Los agentes de cobranza

Estaba sentado, tomando un vaso de agua. Escuchó el sonido de un automóvil estacionando enfrente de su casa. Están aquí.

 Un auto negro, brillante e imponente. Sin una sola mota de suciedad, llevaba a cuatro hombres que se bajaron del automóvil casi al mismo tiempo, haciendo ver que tenían mucha confianza en ellos mismos. Todos usaban lente negros y vestían un traje del mismo color, tan impoluto como el automóvil. Uno de ellos tocó a la puerta. Leonardo ya estaba del otro lado, pero decidió esperar un poco, no quería hacer saber a sus 'visitantes' que los estaba esperando.
 —¿En que puedo ayudarles? —Exclamó Leonardo desde el marco de su puerta.
 —Necesitamos hablar con el dueño de esta casa ¿Es usted? —Exclamó uno de los hombres mientras se quitaba las gafas. Su voz era trémula y sus ojos penetrantes.
 —Yo vivo aquí, pero no considero esta casa como mi mascota, así que no creo ser su dueño.
 El hombre arqueó una ceja, giro su cabeza para ver a los demás hombres vestidos de negro, un par de ellos se quitaron las gafas. Más tarde continuó.

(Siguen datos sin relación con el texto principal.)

//! Trips, customers and agents along with their cached lifetime totals.

use crate::domain::{AgentId, CustomerId, Decimal, TripId};
use serde::{Deserialize, Serialize};
use std::fmt;

#[derive(Debug, Clone, Copy, PartialEq, Eq, Hash, Serialize, Deserialize)]
#[serde(rename_all = "lowercase")]
pub enum TripStatus {
    Planned,
    Active,
    Completed,
    Cancelled,
}

impl TripStatus {
    pub fn as_str(&self) -> &'static str {
        match self {
            TripStatus::Planned => "planned",
            TripStatus::Active => "active",
            TripStatus::Completed => "completed",
            TripStatus::Cancelled => "cancelled",
        }
    }

    pub fn parse(s: &str) -> Option<Self> {
        match s.trim().to_ascii_lowercase().as_str() {
            "planned" => Some(TripStatus::Planned),
            "active" => Some(TripStatus::Active),
            "completed" => Some(TripStatus::Completed),
            "cancelled" | "canceled" => Some(TripStatus::Cancelled),
            _ => None,
        }
    }
}

impl fmt::Display for TripStatus {
    fn fmt(&self, f: &mut fmt::Formatter<'_>) -> fmt::Result {
        f.write_str(self.as_str())
    }
}

#[derive(Debug, Clone, PartialEq, Eq, Serialize, Deserialize)]
#[serde(rename_all = "camelCase")]
pub struct Trip {
    pub id: TripId,
    pub name: String,
    pub status: TripStatus,
}

#[derive(Debug, Clone, PartialEq, Eq, Serialize, Deserialize)]
#[serde(rename_all = "camelCase")]
pub struct Customer {
    pub id: CustomerId,
    pub name: String,
    /// Agent the customer is assigned to outside of any particular trip.
    pub agent_id: Option<AgentId>,
    pub totals: CustomerTotals,
}

#[derive(Debug, Clone, PartialEq, Eq, Serialize, Deserialize)]
#[serde(rename_all = "camelCase")]
pub struct Agent {
    pub id: AgentId,
    pub name: String,
    /// Default profit-sharing percentage for newly linked customers.
    pub commission_rate: Decimal,
    pub totals: AgentTotals,
}

/// Lifetime totals cached on a customer record.
#[derive(Debug, Clone, Copy, Default, PartialEq, Eq, Serialize, Deserialize)]
#[serde(rename_all = "camelCase")]
pub struct CustomerTotals {
    pub total_rolling: Decimal,
    pub total_win_loss: Decimal,
    pub total_buy_in: Decimal,
    pub total_buy_out: Decimal,
}

/// Lifetime totals cached on an agent record.
#[derive(Debug, Clone, Copy, Default, PartialEq, Eq, Serialize, Deserialize)]
#[serde(rename_all = "camelCase")]
pub struct AgentTotals {
    pub total_commission: Decimal,
    pub total_profit_share: Decimal,
    pub total_trips: i64,
}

 —¿Es usted Leonardo Aruan? —Preguntó mientras sacaba un par de hojas de uno de los bolsillos del saco.
 —Ese es el nombre que mi padre me puso.
 —¿Vive en esta casa? —Preguntó el hombre vestido de negro, sabía la respuesta pero solo quería asegurarse de que no estuviera cometiendo un error.

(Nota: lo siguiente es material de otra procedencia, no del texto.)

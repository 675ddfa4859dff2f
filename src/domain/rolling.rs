//! Rolling-play entries and their commission.

use crate::domain::{CustomerId, Decimal, StaffId, TimeMs, TripId};
use serde::{Deserialize, Serialize};

/// A rolling-play record. `commission_earned` is fixed at write time with the
/// rate that applied then; later rate changes never rewrite it.
#[derive(Debug, Clone, PartialEq, Eq, Serialize, Deserialize)]
#[serde(rename_all = "camelCase")]
pub struct RollingEntry {
    pub id: i64,
    pub trip_id: TripId,
    pub customer_id: CustomerId,
    pub staff_id: Option<StaffId>,
    pub game_type: String,
    pub rolling_amount: Decimal,
    pub commission_rate: Decimal,
    pub commission_earned: Decimal,
    pub recorded_at: TimeMs,
}

/// Input for recording a rolling entry. The commission is derived, not supplied.
#[derive(Debug, Clone, PartialEq, Eq)]
pub struct NewRollingEntry {
    pub trip_id: TripId,
    pub customer_id: CustomerId,
    pub staff_id: Option<StaffId>,
    pub game_type: String,
    pub rolling_amount: Decimal,
    pub commission_rate: Decimal,
}

impl NewRollingEntry {
    pub fn commission_earned(&self) -> Decimal {
        commission_for(self.rolling_amount, self.commission_rate)
    }
}

/// Commission on a rolling amount at a fractional rate, rounded to cents.
pub fn commission_for(rolling_amount: Decimal, commission_rate: Decimal) -> Decimal {
    (rolling_amount * commission_rate).round_dp(2)
}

 —¿Qué quiere? ¿Qué no ve que estoy muy ocupado admirando mi colección de imanes para refrigerador? En vez de andar preguntando tonterías dígame de una buena vez lo que quiere —Exclamó Leonardo alterado y moviendo las manos para resaltar cada palabra.
 —Necesitamos pasar, de esta forma hablaremos más calmadamente.

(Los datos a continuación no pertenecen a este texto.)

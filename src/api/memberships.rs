use axum::extract::{Path, State};
use axum::Json;
use serde::Deserialize;

use crate::api::{AppState, DecimalInput};
use crate::domain::{Agent, AgentCustomerShare, AgentId, CustomerId, TripId};
use crate::error::AppError;
use crate::orchestration::{MutationOutcome, TripMembership};

#[derive(Debug, Deserialize)]
#[serde(rename_all = "camelCase")]
pub struct AddCustomerRequest {
    pub customer_id: i64,
}

#[derive(Debug, Deserialize)]
#[serde(rename_all = "camelCase")]
pub struct AddAgentRequest {
    pub agent_id: i64,
}

#[derive(Debug, Default, Deserialize)]
#[serde(rename_all = "camelCase")]
pub struct SetShareRequest {
    /// Defaults to the agent's commission rate.
    pub profit_sharing_rate: Option<DecimalInput>,
}

pub async fn add_customer(
    State(state): State<AppState>,
    Path(trip_id): Path<i64>,
    Json(body): Json<AddCustomerRequest>,
) -> Result<Json<MutationOutcome<TripMembership>>, AppError> {
    let outcome = state
        .orchestrator
        .add_customer_to_trip(TripId::new(trip_id), CustomerId::new(body.customer_id))
        .await?;
    Ok(Json(outcome))
}

pub async fn remove_customer(
    State(state): State<AppState>,
    Path((trip_id, customer_id)): Path<(i64, i64)>,
) -> Result<Json<MutationOutcome<TripMembership>>, AppError> {
    let outcome = state
        .orchestrator
        .remove_customer_from_trip(TripId::new(trip_id), CustomerId::new(customer_id))
        .await?;
    Ok(Json(outcome))
}

pub async fn add_agent(
    State(state): State<AppState>,
    Path(trip_id): Path<i64>,
    Json(body): Json<AddAgentRequest>,
) -> Result<Json<MutationOutcome<Agent>>, AppError> {
    let outcome = state
        .orchestrator
        .add_agent_to_trip(TripId::new(trip_id), AgentId::new(body.agent_id))
        .await?;
    Ok(Json(outcome))
}

pub async fn remove_agent(
    State(state): State<AppState>,
    Path((trip_id, agent_id)): Path<(i64, i64)>,
) -> Result<Json<MutationOutcome<Agent>>, AppError> {
    let outcome = state
        .orchestrator
        .remove_agent_from_trip(TripId::new(trip_id), AgentId::new(agent_id))
        .await?;
    Ok(Json(outcome))
}

pub async fn set_share(
    State(state): State<AppState>,
    Path((trip_id, agent_id, customer_id)): Path<(i64, i64, i64)>,
    body: Option<Json<SetShareRequest>>,
) -> Result<Json<MutationOutcome<AgentCustomerShare>>, AppError> {
    let body = body.map(|Json(b)| b).unwrap_or_default();
    let rate = body
        .profit_sharing_rate
        .as_ref()
        .map(|r| r.parse("profitSharingRate"))
        .transpose()?;

    let outcome = state
        .orchestrator
        .set_agent_customer_share(
            TripId::new(trip_id),
            AgentId::new(agent_id),
            CustomerId::new(customer_id),
            rate,
        )
        .await?;
    Ok(Json(outcome))
}

pub async fn delete_share(
    State(state): State<AppState>,
    Path((trip_id, agent_id, customer_id)): Path<(i64, i64, i64)>,
) -> Result<Json<MutationOutcome<()>>, AppError> {
    let outcome = state
        .orchestrator
        .delete_agent_customer_share(
            TripId::new(trip_id),
            AgentId::new(agent_id),
            CustomerId::new(customer_id),
        )
        .await?;
    Ok(Json(outcome))
}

 —No, si los dejo pasar estarán más cerca de mi muy preciada colección de imanes para refrigerador.
 —Disculpe el asunto no es ese. Si nos permite pasar le aseguramos que terminaremos esto rápido.
 —Pues dígame lo que quiere aquí mismo. Yo creo que ustedes solo quieren pasar para robarme mi muy preciada colección de imanes para refrigerador.
 El hombre vestido de negro se alejó un momento de la puerta, masculló unas palabras a los otros y prosiguió hablando con Leonardo.
 —Es un asunto muy importante, es necesario que nos permita pasar.
 —Usted —dijo Leonardo mientras apuntaba al hombre con el dedo índice al hombre— No me agrada en lo más mínimo. Viene a mi casa, me dice que quiere pasar sin identificarse y lo peor de todo es que se quiere robar mi muy preciada colección de imanes para refrigerador.
 Uno de los hombres vestidos de negro que observaba la escena no pudo evitar pensar —Este y su colección de imanes.
 —Somos agentes de una compañía, venimos a… —El hombre hizo una pausa, sabía que las personas morosas no dejaban pasar a nadie que se identificara como Agente de cobranza, sabía que esas personas se inventaban cualquier tontería con tal de evitar pagar. Tal vez todo esto fuera una charada de parte de Leonardo.
 —No me agradan, ninguno de ustedes —Dijo Leonardo— ¿Saben lo que voy hacer? Voy a cerrar esta puerta, voy a esconder mi muy preciada colección de imanes para refrigerador en una caja debajo de mi cama… ups. Y voy hacerme un sandwich de jamón. Así que la próxima vez que quieran venir y pasar a mi casa, tengan por seguro que no se podrán hacer con mi colección de imanes.
 Los hombres se retiraron en silencio y con la misma efectividad que llegaron se fueron.

Leonardo estaba una vez más en la cocina, abrió su blanco refrigerador, en el que no había ni un solo imán, se sirvió un vaso de agua y pensó.
 —Un día más, unos agentes de cobranza menos.